Jazz drumming: thinking vs feeling


Well-known member
I read that Tony, Herbie and Ron would have in-depth discussions post-gig about concept and ideas but if that lasted through this era or even 67', I have no idea. But either running math problems or just having fun are both inherently selfish in a sense, you can do both of these by one's self and neither are destined to create a connection either with bandmates or an audience. Who knows what Tony was thinking, but he had a special gift to take complex drumming concepts and make it a musical idea and not sound like a practice room exercise.
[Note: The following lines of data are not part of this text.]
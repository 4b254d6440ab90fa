//! # LFDI Tuning Control Board Driver
//!
//! Command and telemetry client for the Tuning Control Board (TCB), the
//! embedded controller that drives the heaters and liquid-crystal
//! compensators of the LFDI tunable filter. The board speaks a menu-driven
//! ASCII console over a serial line; this crate turns that into typed setters
//! and a structured mirror of the board's state.
//!
//! ## Crate Structure
//!
//! - **`hardware`**: The byte link. `Transport` trait, the `serialport`-backed
//!   `SerialTransport`, and `MockTcb`, a simulated board used by the tests and
//!   the CLI's `--mock` mode.
//! - **`tcb`**: The protocol engine, built bottom-up:
//!   - `entities`: Controllers, Compensators, GPIOs and Bipolar outputs, and
//!     the `EntityRegistry` holding them
//!   - `codec`: command tokens and the reply text that confirms them
//!   - `context`: the board's menu state machine
//!   - `retry`: verify, retry, reconnect around every send
//!   - `telemetry`: raw dump parsing into the registry
//!   - `session`: `TcbSession`, the public entry point
//! - **`config`**: `TcbConfig`, loaded with figment from TOML and `LFDI_TCB_*`
//!   environment variables.
//! - **`logging`**: `tracing-subscriber` setup.
//! - **`error`**: `TcbError` and the recoverable protocol conditions.
//!
//! ## Example
//!
//! ```no_run
//! use lfdi_tcb::{TcbConfig, TcbSession};
//!
//! # fn main() -> Result<(), Box<dyn std::error::Error>> {
//! let config = TcbConfig::load()?;
//! let mut tcb = TcbSession::connect(&config)?;
//!
//! tcb.set_controller_setpoint(1, 35.0)?;
//! tcb.set_controller_enable(1, true)?;
//! println!("{}", tcb.header_format());
//! println!("{}", tcb.get_info()?);
//!
//! let reached = tcb.controller(1).map_or(false, |c| c.is_within(35.0, 0.1));
//! println!("at setpoint: {}", reached);
//! # Ok(())
//! # }
//! ```

/// Layered configuration (TOML file plus environment)
pub mod config;
/// Error types
pub mod error;
/// Transports: serial port and simulated board
pub mod hardware;
/// Tracing subscriber setup
pub mod logging;
/// Board protocol: commands, menus, retries, telemetry and sessions
pub mod tcb;

pub use config::TcbConfig;
pub use error::{AppResult, TcbError};
pub use hardware::{MockTcb, SerialTransport, Transport};
pub use tcb::{
    EntityCounts, EntityRegistry, MenuContext, SendOutcome, SendStatus, SessionOptions,
    TcbSession, TelemetryStatus,
};
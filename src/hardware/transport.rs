//! Serial transport for the Tuning Control Board.
//!
//! Protocol Overview:
//! - Format: short ASCII tokens, no framing byte, no checksum
//! - Baud: 9600 by default, 8N1, no flow control
//! - Terminator: CR (`\r`) on commands; replies are free-form text
//!
//! The board gives no end-of-reply marker, so [`Transport::read_all`] drains
//! whatever arrives before the line goes quiet or the read timeout elapses.
//! Invalid UTF-8 is replaced rather than rejected.
//!
//! Transport faults are returned as errors here; the retry coordinator is the
//! one place that turns them into a reconnect.

use crate::config::SerialConfig;
use crate::error::AppResult;
#[cfg(not(feature = "instrument_serial"))]
use crate::error::TcbError;
use std::time::Duration;
#[cfg(feature = "instrument_serial")]
use tracing::{debug, trace};

#[cfg(feature = "instrument_serial")]
use serialport::{ClearBuffer, SerialPort};
#[cfg(feature = "instrument_serial")]
use std::io::{Read, Write};
use std::time::Instant;

/// Line terminator appended to every command.
pub const COMMAND_TERMINATOR: &str = "\r";

/// Once bytes have arrived, the reply is considered complete after this much silence.
const QUIET_GAP: Duration = Duration::from_millis(50);

/// Poll interval while waiting for bytes.
const POLL_INTERVAL: Duration = Duration::from_millis(10);

/// Byte link to the board.
///
/// Implementations must not block longer than their configured timeouts.
pub trait Transport {
    /// Acquire the link and discard anything buffered on it.
    fn open(&mut self) -> AppResult<()>;

    /// Release the link. Closing a closed transport is a no-op.
    fn close(&mut self);

    /// Tear the link down and bring it back up.
    fn reconnect(&mut self) -> AppResult<()> {
        self.close();
        self.open()
    }

    /// Drop unread input and unsent output.
    fn clear_buffers(&mut self) -> AppResult<()>;

    /// Write `line` followed by the carriage-return terminator.
    fn write_line(&mut self, line: &str) -> AppResult<()>;

    /// Drain whatever the board has sent, as text.
    fn read_all(&mut self) -> AppResult<String>;

    /// Whether the link is currently held.
    fn is_open(&self) -> bool;

    /// Human-readable name of the link, used in diagnostics.
    fn describe(&self) -> String;
}

/// RS-232/USB-serial link to a physical board.
pub struct SerialTransport {
    /// Port name (e.g., "/dev/ttyUSB0", "COM6")
    port_name: String,

    /// Baud rate (e.g., 9600)
    baud_rate: u32,

    read_timeout: Duration,

    write_timeout: Duration,

    #[cfg(feature = "instrument_serial")]
    port: Option<Box<dyn SerialPort>>,
}

impl SerialTransport {
    /// Create a closed transport with 1s read and write timeouts.
    pub fn new(port_name: impl Into<String>, baud_rate: u32) -> Self {
        Self {
            port_name: port_name.into(),
            baud_rate,
            read_timeout: Duration::from_secs(1),
            write_timeout: Duration::from_secs(1),
            #[cfg(feature = "instrument_serial")]
            port: None,
        }
    }

    /// Create a closed transport from the `[serial]` configuration section.
    pub fn from_config(config: &SerialConfig) -> Self {
        Self::new(config.port.clone(), config.baud_rate)
            .with_read_timeout(config.read_timeout)
            .with_write_timeout(config.write_timeout)
    }

    /// Set the per-reply read timeout.
    pub fn with_read_timeout(mut self, timeout: Duration) -> Self {
        self.read_timeout = timeout;
        self
    }

    /// Set the per-command write timeout.
    pub fn with_write_timeout(mut self, timeout: Duration) -> Self {
        self.write_timeout = timeout;
        self
    }

    /// Device path or COM name.
    pub fn port_name(&self) -> &str {
        &self.port_name
    }

    /// Configured baud rate.
    pub fn baud_rate(&self) -> u32 {
        self.baud_rate
    }
}

#[cfg(feature = "instrument_serial")]
impl SerialTransport {
    fn port_mut(&mut self) -> AppResult<&mut Box<dyn SerialPort>> {
        self.port
            .as_mut()
            .ok_or(crate::error::TcbError::SerialPortNotConnected)
    }
}

#[cfg(feature = "instrument_serial")]
impl Transport for SerialTransport {
    fn open(&mut self) -> AppResult<()> {
        let port = serialport::new(&self.port_name, self.baud_rate)
            .data_bits(serialport::DataBits::Eight)
            .parity(serialport::Parity::None)
            .stop_bits(serialport::StopBits::One)
            .flow_control(serialport::FlowControl::None)
            .timeout(self.write_timeout)
            .open()?;
        port.clear(ClearBuffer::All)?;

        self.port = Some(port);
        debug!(
            port = %self.port_name,
            baud = self.baud_rate,
            "Serial port opened"
        );
        Ok(())
    }

    fn close(&mut self) {
        if self.port.take().is_some() {
            debug!(port = %self.port_name, "Serial port closed");
        }
    }

    fn clear_buffers(&mut self) -> AppResult<()> {
        self.port_mut()?.clear(ClearBuffer::All)?;
        Ok(())
    }

    fn write_line(&mut self, line: &str) -> AppResult<()> {
        let write_timeout = self.write_timeout;
        let port = self.port_mut()?;
        port.set_timeout(write_timeout)?;
        let framed = format!("{}{}", line, COMMAND_TERMINATOR);
        port.write_all(framed.as_bytes())?;
        port.flush()?;
        trace!(command = %framed.escape_default(), "Wrote command");
        Ok(())
    }

    fn read_all(&mut self) -> AppResult<String> {
        let read_timeout = self.read_timeout;
        let port = self.port_mut()?;

        let response = drain_reply(read_timeout, |buffer| {
            let available = port.bytes_to_read()? as usize;
            if available == 0 {
                return Ok(0);
            }
            let len = available.min(buffer.len());
            Ok(port.read(&mut buffer[..len])?)
        })?;

        let text = String::from_utf8_lossy(&response).into_owned();
        trace!(bytes = response.len(), response = %text.escape_default(), "Read response");
        Ok(text)
    }

    fn is_open(&self) -> bool {
        self.port.is_some()
    }

    fn describe(&self) -> String {
        format!("{} @ {} baud", self.port_name, self.baud_rate)
    }
}

#[cfg(not(feature = "instrument_serial"))]
impl Transport for SerialTransport {
    fn open(&mut self) -> AppResult<()> {
        Err(TcbError::SerialFeatureDisabled)
    }

    fn close(&mut self) {}

    fn clear_buffers(&mut self) -> AppResult<()> {
        Err(TcbError::SerialFeatureDisabled)
    }

    fn write_line(&mut self, _line: &str) -> AppResult<()> {
        Err(TcbError::SerialFeatureDisabled)
    }

    fn read_all(&mut self) -> AppResult<String> {
        Err(TcbError::SerialFeatureDisabled)
    }

    fn is_open(&self) -> bool {
        false
    }

    fn describe(&self) -> String {
        format!("{} @ {} baud", self.port_name, self.baud_rate)
    }
}

/// Collect reply bytes until the line goes quiet or `read_timeout` elapses.
///
/// `read_available` fills the buffer with whatever is pending and returns the
/// count, or 0 when nothing is waiting. The deadline holds even while bytes
/// keep arriving.
#[cfg_attr(not(feature = "instrument_serial"), allow(dead_code))]
fn drain_reply<F>(read_timeout: Duration, mut read_available: F) -> AppResult<Vec<u8>>
where
    F: FnMut(&mut [u8]) -> AppResult<usize>,
{
    let deadline = Instant::now() + read_timeout;
    let mut response: Vec<u8> = Vec::new();
    let mut buffer = [0u8; 1024];
    let mut last_data = Instant::now();

    while Instant::now() < deadline {
        let n = read_available(&mut buffer)?;
        if n > 0 {
            response.extend_from_slice(&buffer[..n]);
            last_data = Instant::now();
            continue;
        }
        if !response.is_empty() && last_data.elapsed() >= QUIET_GAP {
            break;
        }
        std::thread::sleep(POLL_INTERVAL);
    }

    Ok(response)
}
Just my 2cents - I think a drummer or any musician can create an environment to keep the flow that is both cerebral and instinctual. I used to do a lot of improvisation exercises with a collective group and it got me both in the mindset of composing and improvising (which are really the same thing IMO, improv is just spontaneous composition and composition is a organized collection of your best improvised efforts). One thing I did with writing was I tried to give players a vehicle for creativity. For example it may be a theme/melody or something conceptual but challenging...but I wanted certain limitations so they could find creative solutions and dropped any preconceptions once we are 'truly improvising'. It was the equivalent of putting a black hood on my bandmates, throwing them in a white van and driving them to the middle of now where and giving them a tooth brush and flashlight as a tool to survive and see what happens. One simple thing anyone can do is tuning which is something I...well, not 'think' because that is a dirty improv word but lets say 'be aware of'. Not in sense of pitch or drumkeys but rather empathetic listening; tuning your performance to the room, the dynamics of you perspective and what you sound like on the other side of the room, and of course the space to create and fill ideas or play with your bandmates ideas. I think one has to enjoy the art of conversation....if you are a person that talks about yourself with your favorite anecdotes but not looking for a human connection, the music shows. It why it's my favorite art form, it really cuts the crap of who a person is (for better or worst).


Well-known member
Steve Holmes, in one of his many great lessons, mentioned "Getting something from technical exercise to musical phrase."
You should be able to execute ideas with your technique.